▶ Required work
Within the records below, filter for lines carrying the word "healthy" and copy them.

▶ Dataset entries
use std::collections::HashMap;

use serde::Serialize;
use utoipa::ToSchema;

use crate::models::{SensorReading, VisionDetection};

// ---------------------------------------------------------------------------
// Summary statistics
// ---------------------------------------------------------------------------

/// Descriptive statistics for one sensor column. Missing values are skipped.
///
/// `std` is the sample standard deviation and is `None` below two values;
/// quantiles are linearly interpolated.
#[derive(Debug, Clone, PartialEq, Serialize, ToSchema)]
pub struct ColumnSummary {
    pub column: String,
    pub count: usize,
    pub mean: Option<f64>,
    pub std: Option<f64>,
    pub min: Option<f64>,
    pub p25: Option<f64>,
    pub p50: Option<f64>,
    pub p75: Option<f64>,
    pub max: Option<f64>,
}

pub fn describe(column: &str, values: impl IntoIterator<Item = f64>) -> ColumnSummary {
    let mut sorted: Vec<f64> = values.into_iter().filter(|v| v.is_finite()).collect();
    sorted.sort_by(f64::total_cmp);

    let count = sorted.len();
    let mean = (count > 0).then(|| sorted.iter().sum::<f64>() / count as f64);
    let std = mean.filter(|_| count > 1).map(|m| {
        let ss: f64 = sorted.iter().map(|v| (v - m).powi(2)).sum();
        (ss / (count - 1) as f64).sqrt()
    });

    ColumnSummary {
        column: column.to_owned(),
        count,
        mean,
        std,
        min: sorted.first().copied(),
        p25: quantile(&sorted, 0.25),
        p50: quantile(&sorted, 0.50),
        p75: quantile(&sorted, 0.75),
        max: sorted.last().copied(),
    }
}

/// `sorted` must be ascending.
fn quantile(sorted: &[f64], q: f64) -> Option<f64> {
    if sorted.is_empty() {
        return None;
    }
    let pos = q * (sorted.len() - 1) as f64;
    let lo = pos.floor() as usize;
    let hi = pos.ceil() as usize;
    Some(sorted[lo] + (sorted[hi] - sorted[lo]) * (pos - lo as f64))
}

/// Temperature, humidity and soil summaries over a history window.
pub fn summarize(readings: &[SensorReading]) -> Vec<ColumnSummary> {
    vec![
        describe("temperature", readings.iter().filter_map(|r| r.temperature)),
        describe("humidity", readings.iter().filter_map(|r| r.humidity)),
        describe("soil", readings.iter().filter_map(|r| r.soil_moisture)),
    ]
}

// ---------------------------------------------------------------------------
// Soil alert
// ---------------------------------------------------------------------------

pub const SOIL_DRY_BELOW: f64 = 30.0;
pub const SOIL_VERY_MOIST_ABOVE: f64 = 80.0;

#[derive(Debug, Clone, Copy, PartialEq, Eq, Serialize, ToSchema)]
#[serde(rename_all = "snake_case")]
pub enum SoilAlert {
    Dry,
    Normal,
    VeryMoist,
}

impl SoilAlert {
    /// `< 30` dry, `> 80` very moist, anything else normal.
    pub fn classify(soil: f64) -> Self {
        if soil < SOIL_DRY_BELOW {
            SoilAlert::Dry
        } else if soil > SOIL_VERY_MOIST_ABOVE {
            SoilAlert::VeryMoist
        } else {
            SoilAlert::Normal
        }
    }

    /// No alert when there is no reading or it carries no soil value.
    pub fn for_reading(reading: Option<&SensorReading>) -> Option<Self> {
        reading.and_then(|r| r.soil_moisture).map(Self::classify)
    }

    pub fn message(self) -> &'static str {
        match self {
            SoilAlert::Dry => "Soil is drying out (soil < 30%).",
            SoilAlert::Normal => "Soil moisture is normal.",
            SoilAlert::VeryMoist => "Soil is very moist (soil > 80%).",
        }
    }
}

// ---------------------------------------------------------------------------
// Vision aggregation
// ---------------------------------------------------------------------------

#[derive(Debug, Clone, PartialEq, Eq, Serialize, ToSchema)]
pub struct LabelCount {
    pub label: String,
    pub count: usize,
}

/// Most frequent labels, ties broken alphabetically. Rows without a label
/// are not counted.
pub fn top_labels(detections: &[VisionDetection], n: usize) -> Vec<LabelCount> {
    let mut counts: HashMap<&str, usize> = HashMap::new();
    for label in detections.iter().filter_map(|d| d.label.as_deref()) {
        *counts.entry(label).or_default() += 1;
    }
    let mut labels: Vec<LabelCount> = counts
        .into_iter()
        .map(|(label, count)| LabelCount {
            label: label.to_owned(),
            count,
        })
        .collect();
    labels.sort_by(|a, b| b.count.cmp(&a.count).then_with(|| a.label.cmp(&b.label)));
    labels.truncate(n);
    labels
}

/// Confidence as a percentage rounded to one decimal.
pub fn confidence_percent(confidence: f64) -> f64 {
    (confidence * 1000.0).round() / 10.0
}

#[derive(Debug, Clone, PartialEq, Serialize, ToSchema)]
pub struct ConfidenceBucket {
    /// Inclusive lower bound, 0.0 – 0.9.
    pub from: f64,
    pub to: f64,
    pub count: usize,
}

/// Ten equal-width buckets over 0–1. A confidence of exactly 1.0 lands in the
/// last bucket; values outside 0–1 are clamped.
pub fn confidence_histogram(detections: &[VisionDetection]) -> Vec<ConfidenceBucket> {
    let mut counts = [0usize; 10];
    for c in detections.iter().filter_map(|d| d.confidence) {
        let idx = ((c.clamp(0.0, 1.0) * 10.0).floor() as usize).min(9);
        counts[idx] += 1;
    }
    counts
        .iter()
        .enumerate()
        .map(|(i, &count)| ConfidenceBucket {
            from: i as f64 / 10.0,
            to: (i + 1) as f64 / 10.0,
            count,
        })
        .collect()
}

#[cfg(test)]
mod tests {
    use serde_json::json;

    use super::*;
    use crate::models::RecordId;

    fn reading(soil: Option<f64>) -> SensorReading {
        SensorReading {
            id: RecordId::Integer(1),
            recorded_at: "2025-03-01T10:00:00Z".parse().unwrap(),
            temperature: Some(27.0),
            humidity: Some(60.0),
            soil_moisture: soil,
            pump_status: Some("OFF".into()),
        }
    }

    fn detection(label: Option<&str>, confidence: Option<f64>) -> VisionDetection {
        VisionDetection {
            id: RecordId::Integer(1),
            detected_at: "2025-03-01T10:00:00Z".parse().unwrap(),
            label: label.map(str::to_owned),
            confidence,
            chat_id: None,
            raw_payload: json!({}),
        }
    }

    #[test]
    fn soil_25_is_dry() {
        assert_eq!(SoilAlert::classify(25.0), SoilAlert::Dry);
    }

    #[test]
    fn soil_85_is_very_moist() {
        assert_eq!(SoilAlert::classify(85.0), SoilAlert::VeryMoist);
    }

    #[test]
    fn soil_50_is_normal() {
        assert_eq!(SoilAlert::classify(50.0), SoilAlert::Normal);
    }

    #[test]
    fn soil_thresholds_are_exclusive() {
        assert_eq!(SoilAlert::classify(30.0), SoilAlert::Normal);
        assert_eq!(SoilAlert::classify(80.0), SoilAlert::Normal);
    }

    #[test]
    fn no_alert_without_soil_value() {
        assert_eq!(SoilAlert::for_reading(None), None);
        assert_eq!(SoilAlert::for_reading(Some(&reading(None))), None);
        assert_eq!(
            SoilAlert::for_reading(Some(&reading(Some(12.0)))),
            Some(SoilAlert::Dry)
        );
    }

    #[test]
    fn describe_matches_hand_computed_values() {
        let s = describe("soil", [4.0, 1.0, 3.0, 2.0]);
        assert_eq!(s.count, 4);
        assert_eq!(s.mean, Some(2.5));
        assert_eq!(s.min, Some(1.0));
        assert_eq!(s.max, Some(4.0));
        assert_eq!(s.p25, Some(1.75));
        assert_eq!(s.p50, Some(2.5));
        assert_eq!(s.p75, Some(3.25));
        // sample variance = 5 / 3
        let std = s.std.unwrap();
        assert!((std - (5.0_f64 / 3.0).sqrt()).abs() < 1e-12);
    }

    #[test]
    fn describe_single_value_has_no_std() {
        let s = describe("temperature", [21.5]);
        assert_eq!(s.count, 1);
        assert_eq!(s.std, None);
        assert_eq!(s.p50, Some(21.5));
    }

    #[test]
    fn describe_empty_column() {
        let s = describe("humidity", std::iter::empty());
        assert_eq!(s.count, 0);
        assert_eq!(s.mean, None);
        assert_eq!(s.max, None);
    }

    #[test]
    fn summarize_skips_missing_values_per_column() {
        let readings = vec![reading(Some(40.0)), reading(None), reading(Some(60.0))];
        let summary = summarize(&readings);
        assert_eq!(summary.len(), 3);
        assert_eq!(summary[0].column, "temperature");
        assert_eq!(summary[0].count, 3);
        assert_eq!(summary[2].column, "soil");
        assert_eq!(summary[2].count, 2);
        assert_eq!(summary[2].mean, Some(50.0));
    }

    #[test]
    fn top_labels_sorted_by_count_then_label() {
        let detections = vec![
            detection(Some("rust"), None),
            detection(Some("healthy"), None),
            detection(Some("rust"), None),
            detection(Some("blight"), None),
            detection(None, None),
        ];
        let top = top_labels(&detections, 10);
        assert_eq!(top.len(), 3);
        assert_eq!(top[0], LabelCount { label: "rust".into(), count: 2 });
        assert_eq!(top[1].label, "blight");
        assert_eq!(top[2].label, "healthy");
        assert!(top.iter().all(|l| l.label != "unknown"));
    }

    #[test]
    fn confidence_percent_rounds_to_one_decimal() {
        assert_eq!(confidence_percent(0.8767), 87.7);
        assert_eq!(confidence_percent(1.0), 100.0);
    }

    #[test]
    fn confidence_histogram_buckets() {
        let detections = vec![
            detection(None, Some(0.05)),
            detection(None, Some(0.95)),
            detection(None, Some(1.0)),
            detection(None, None),
        ];
        let hist = confidence_histogram(&detections);
        assert_eq!(hist.len(), 10);
        assert_eq!(hist[0].count, 1);
        assert_eq!(hist[9].count, 2);
        assert_eq!(hist.iter().map(|b| b.count).sum::<usize>(), 3);
    }
}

▶ Task output
            detection(Some("healthy"), None),
        assert_eq!(top[2].label, "healthy");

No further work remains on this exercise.